- Exercise requirements: Down to the final character, output the records below as they stand.

====== Supplied information ======

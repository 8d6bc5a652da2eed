use std::collections::HashMap;

use async_trait::async_trait;
use carina_provider_sdk::provider::{ProviderError, ProviderResult};
use carina_provider_sdk::resource::{Attributes, ResourceId, State, Value};
use carina_provider_sdk::schema::{AttributeSchema, AttributeType, ResourceSchema};
use serde_json::json;

use crate::azure::{
    self, expand_tags, flatten_tags, format_resource_id, normalize_location,
    parse_azure_resource_id, tags_schema,
};
use crate::resources::{ArmContext, ArmResource, import_as_exists_check};
use crate::services::{get_or_none, id_error, require_exists};

const API_VERSION: &str = "2019-01-01-preview";

pub struct Dashboard;

/// Serialized the same way the API response is
pub fn canonical_json(value: &Value) -> Value {
    match value {
        Value::String(s) => match serde_json::from_str::<serde_json::Value>(s) {
            Ok(parsed) => Value::String(parsed.to_string()),
            Err(_) => value.clone(),
        },
        other => other.clone(),
    }
}

fn json_document() -> AttributeType {
    AttributeType::Custom {
        name: "JsonDocument".to_string(),
        base: Box::new(AttributeType::String),
        validate: |value| match value {
            Value::String(s) => serde_json::from_str::<serde_json::Value>(s)
                .map(|_| ())
                .map_err(|e| format!("dashboard_properties is not valid JSON: {}", e)),
            _ => Err("Expected string".to_string()),
        },
    }
}

fn expand(attrs: &HashMap<String, Value>) -> ProviderResult<serde_json::Value> {
    let properties = match attrs.get_str("dashboard_properties") {
        Some(raw) => serde_json::from_str::<serde_json::Value>(raw).map_err(|e| {
            ProviderError::validation(format!("Error parsing JSON: {}", e)).with_cause(e)
        })?,
        None => json!({}),
    };
    Ok(json!({
        "location": attrs.get_str("location").unwrap_or_default(),
        "tags": expand_tags(attrs),
        "properties": properties,
    }))
}

fn flatten(body: &serde_json::Value, name: &str, resource_group: &str) -> HashMap<String, Value> {
    let mut attrs = HashMap::new();
    attrs.insert(
        "name".to_string(),
        Value::string(body.get("name").and_then(|v| v.as_str()).unwrap_or(name)),
    );
    attrs.insert("resource_group_name".to_string(), Value::string(resource_group));
    if let Some(location) = body.get("location").and_then(|v| v.as_str()) {
        attrs.insert(
            "location".to_string(),
            Value::string(normalize_location(location)),
        );
    }
    if let Some(props) = body.get("properties").filter(|p| !p.is_null()) {
        attrs.insert(
            "dashboard_properties".to_string(),
            Value::String(props.to_string()),
        );
    }
    attrs.insert("tags".to_string(), flatten_tags(body.get("tags")));
    attrs
}

impl Dashboard {
    async fn put(
        &self,
        ctx: &ArmContext,
        id: &ResourceId,
        path: &str,
        attrs: &HashMap<String, Value>,
    ) -> ProviderResult<State> {
        let name = attrs.get_str("name").unwrap_or_default();
        let resource_group = attrs.get_str("resource_group_name").unwrap_or_default();

        ctx.client
            .put_and_wait(path, API_VERSION, &expand(attrs)?)
            .await
            .map_err(|e| {
                e.with_context(format!(
                    "Error creating/updating Dashboard {:?} (Resource Group {:?})",
                    name, resource_group
                ))
            })?;

        let state = self.read(ctx, id, path).await?;
        require_exists(state, &format!("Dashboard {:?}", name))
    }
}

#[async_trait]
impl ArmResource for Dashboard {
    fn type_name(&self) -> &'static str {
        "azurerm_dashboard"
    }

    fn schema(&self) -> ResourceSchema {
        ResourceSchema::new(self.type_name())
            .with_description("A shared Azure portal dashboard.")
            .attribute(
                AttributeSchema::new("name", azure::validate::dashboard_name())
                    .required()
                    .force_new(),
            )
            .attribute(azure::schema::resource_group_name_schema())
            .attribute(azure::schema::location_schema())
            .attribute(tags_schema())
            .attribute(
                AttributeSchema::new("dashboard_properties", json_document())
                    .optional_computed()
                    .with_normalizer(canonical_json)
                    .with_description("JSON document describing the dashboard lenses and parts."),
            )
    }

    async fn create(
        &self,
        ctx: &ArmContext,
        id: &ResourceId,
        attrs: &HashMap<String, Value>,
    ) -> ProviderResult<State> {
        let name = attrs.get_str("name").unwrap_or_default();
        let resource_group = attrs.get_str("resource_group_name").unwrap_or_default();
        let path = format_resource_id(
            ctx.subscription_id(),
            resource_group,
            "Microsoft.Portal",
            &[("dashboards", name)],
        );

        import_as_exists_check(ctx, self.type_name(), &path, API_VERSION).await?;
        self.put(ctx, id, &path, attrs).await
    }

    async fn read(
        &self,
        ctx: &ArmContext,
        id: &ResourceId,
        identifier: &str,
    ) -> ProviderResult<State> {
        let mut parsed = parse_azure_resource_id(identifier).map_err(id_error)?;
        let name = parsed.pop_segment("dashboards").map_err(id_error)?;

        let body = get_or_none(&ctx.client, identifier, API_VERSION)
            .await
            .map_err(|e| {
                e.with_context(format!(
                    "Error making Read request on Dashboard {:?} (Resource Group {:?})",
                    name, parsed.resource_group
                ))
            })?;
        let Some(body) = body else {
            return Ok(State::not_found(id.clone()));
        };

        Ok(
            State::existing(id.clone(), flatten(&body, &name, &parsed.resource_group))
                .with_identifier(identifier),
        )
    }

    async fn update(
        &self,
        ctx: &ArmContext,
        id: &ResourceId,
        identifier: &str,
        _from: &State,
        to: &HashMap<String, Value>,
    ) -> ProviderResult<State> {
        self.put(ctx, id, identifier, to).await
    }

    async fn delete(
        &self,
        ctx: &ArmContext,
        _id: &ResourceId,
        identifier: &str,
    ) -> ProviderResult<()> {
        match ctx.client.delete_and_wait(identifier, API_VERSION).await {
            Ok(()) => Ok(()),
            Err(e) if e.is_not_found() => Ok(()),
            Err(e) => Err(e.with_context(format!("Error deleting Dashboard {:?}", identifier))),
        }
    }
}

======

- Result below:
repository 8d6bc5a652da2eed
use std::collections::HashMap;

use async_trait::async_trait;
use carina_provider_sdk::provider::{ProviderError, ProviderResult};
use carina_provider_sdk::resource::{Attributes, ResourceId, State, Value};
use carina_provider_sdk::schema::{AttributeSchema, AttributeType, ResourceSchema};
use serde_json::json;

use crate::azure::{
    self, expand_tags, flatten_tags, format_resource_id, normalize_location,
    parse_azure_resource_id, tags_schema,
};
use crate::resources::{ArmContext, ArmResource, import_as_exists_check};
use crate::services::{get_or_none, id_error, require_exists};

const API_VERSION: &str = "2019-01-01-preview";

pub struct Dashboard;

/// Serialized the same way the API response is
pub fn canonical_json(value: &Value) -> Value {
    match value {
        Value::String(s) => match serde_json::from_str::<serde_json::Value>(s) {
            Ok(parsed) => Value::String(parsed.to_string()),
            Err(_) => value.clone(),
        },
        other => other.clone(),
    }
}

fn json_document() -> AttributeType {
    AttributeType::Custom {
        name: "JsonDocument".to_string(),
        base: Box::new(AttributeType::String),
        validate: |value| match value {
            Value::String(s) => serde_json::from_str::<serde_json::Value>(s)
                .map(|_| ())
                .map_err(|e| format!("dashboard_properties is not valid JSON: {}", e)),
            _ => Err("Expected string".to_string()),
        },
    }
}

fn expand(attrs: &HashMap<String, Value>) -> ProviderResult<serde_json::Value> {
    let properties = match attrs.get_str("dashboard_properties") {
        Some(raw) => serde_json::from_str::<serde_json::Value>(raw).map_err(|e| {
            ProviderError::validation(format!("Error parsing JSON: {}", e)).with_cause(e)
        })?,
        None => json!({}),
    };
    Ok(json!({
        "location": attrs.get_str("location").unwrap_or_default(),
        "tags": expand_tags(attrs),
        "properties": properties,
    }))
}

fn flatten(body: &serde_json::Value, name: &str, resource_group: &str) -> HashMap<String, Value> {
    let mut attrs = HashMap::new();
    attrs.insert(
        "name".to_string(),
        Value::string(body.get("name").and_then(|v| v.as_str()).unwrap_or(name)),
    );
    attrs.insert("resource_group_name".to_string(), Value::string(resource_group));
    if let Some(location) = body.get("location").and_then(|v| v.as_str()) {
        attrs.insert(
            "location".to_string(),
            Value::string(normalize_location(location)),
        );
    }
    if let Some(props) = body.get("properties").filter(|p| !p.is_null()) {
        attrs.insert(
            "dashboard_properties".to_string(),
            Value::String(props.to_string()),
        );
    }
    attrs.insert("tags".to_string(), flatten_tags(body.get("tags")));
    attrs
}

impl Dashboard {
    async fn put(
        &self,
        ctx: &ArmContext,
        id: &ResourceId,
        path: &str,
        attrs: &HashMap<String, Value>,
    ) -> ProviderResult<State> {
        let name = attrs.get_str("name").unwrap_or_default();
        let resource_group = attrs.get_str("resource_group_name").unwrap_or_default();

        ctx.client
            .put_and_wait(path, API_VERSION, &expand(attrs)?)
            .await
            .map_err(|e| {
                e.with_context(format!(
                    "Error creating/updating Dashboard {:?} (Resource Group {:?})",
                    name, resource_group
                ))
            })?;

        let state = self.read(ctx, id, path).await?;
        require_exists(state, &format!("Dashboard {:?}", name))
    }
}

#[async_trait]
impl ArmResource for Dashboard {
    fn type_name(&self) -> &'static str {
        "azurerm_dashboard"
    }

    fn schema(&self) -> ResourceSchema {
        ResourceSchema::new(self.type_name())
            .with_description("A shared Azure portal dashboard.")
            .attribute(
                AttributeSchema::new("name", azure::validate::dashboard_name())
                    .required()
                    .force_new(),
            )
            .attribute(azure::schema::resource_group_name_schema())
            .attribute(azure::schema::location_schema())
            .attribute(tags_schema())
            .attribute(
                AttributeSchema::new("dashboard_properties", json_document())
                    .optional_computed()
                    .with_normalizer(canonical_json)
                    .with_description("JSON document describing the dashboard lenses and parts."),
            )
    }

    async fn create(
        &self,
        ctx: &ArmContext,
        id: &ResourceId,
        attrs: &HashMap<String, Value>,
    ) -> ProviderResult<State> {
        let name = attrs.get_str("name").unwrap_or_default();
        let resource_group = attrs.get_str("resource_group_name").unwrap_or_default();
        let path = format_resource_id(
            ctx.subscription_id(),
            resource_group,
            "Microsoft.Portal",
            &[("dashboards", name)],
        );

        import_as_exists_check(ctx, self.type_name(), &path, API_VERSION).await?;
        self.put(ctx, id, &path, attrs).await
    }

    async fn read(
        &self,
        ctx: &ArmContext,
        id: &ResourceId,
        identifier: &str,
    ) -> ProviderResult<State> {
        let mut parsed = parse_azure_resource_id(identifier).map_err(id_error)?;
        let name = parsed.pop_segment("dashboards").map_err(id_error)?;

        let body = get_or_none(&ctx.client, identifier, API_VERSION)
            .await
            .map_err(|e| {
                e.with_context(format!(
                    "Error making Read request on Dashboard {:?} (Resource Group {:?})",
                    name, parsed.resource_group
                ))
            })?;
        let Some(body) = body else {
            return Ok(State::not_found(id.clone()));
        };

        Ok(
            State::existing(id.clone(), flatten(&body, &name, &parsed.resource_group))
                .with_identifier(identifier),
        )
    }

    async fn update(
        &self,
        ctx: &ArmContext,
        id: &ResourceId,
        identifier: &str,
        _from: &State,
        to: &HashMap<String, Value>,
    ) -> ProviderResult<State> {
        self.put(ctx, id, identifier, to).await
    }

    async fn delete(
        &self,
        ctx: &ArmContext,
        _id: &ResourceId,
        identifier: &str,
    ) -> ProviderResult<()> {
        match ctx.client.delete_and_wait(identifier, API_VERSION).await {
            Ok(()) => Ok(()),
            Err(e) if e.is_not_found() => Ok(()),
            Err(e) => Err(e.with_context(format!("Error deleting Dashboard {:?}", identifier))),
        }
    }
}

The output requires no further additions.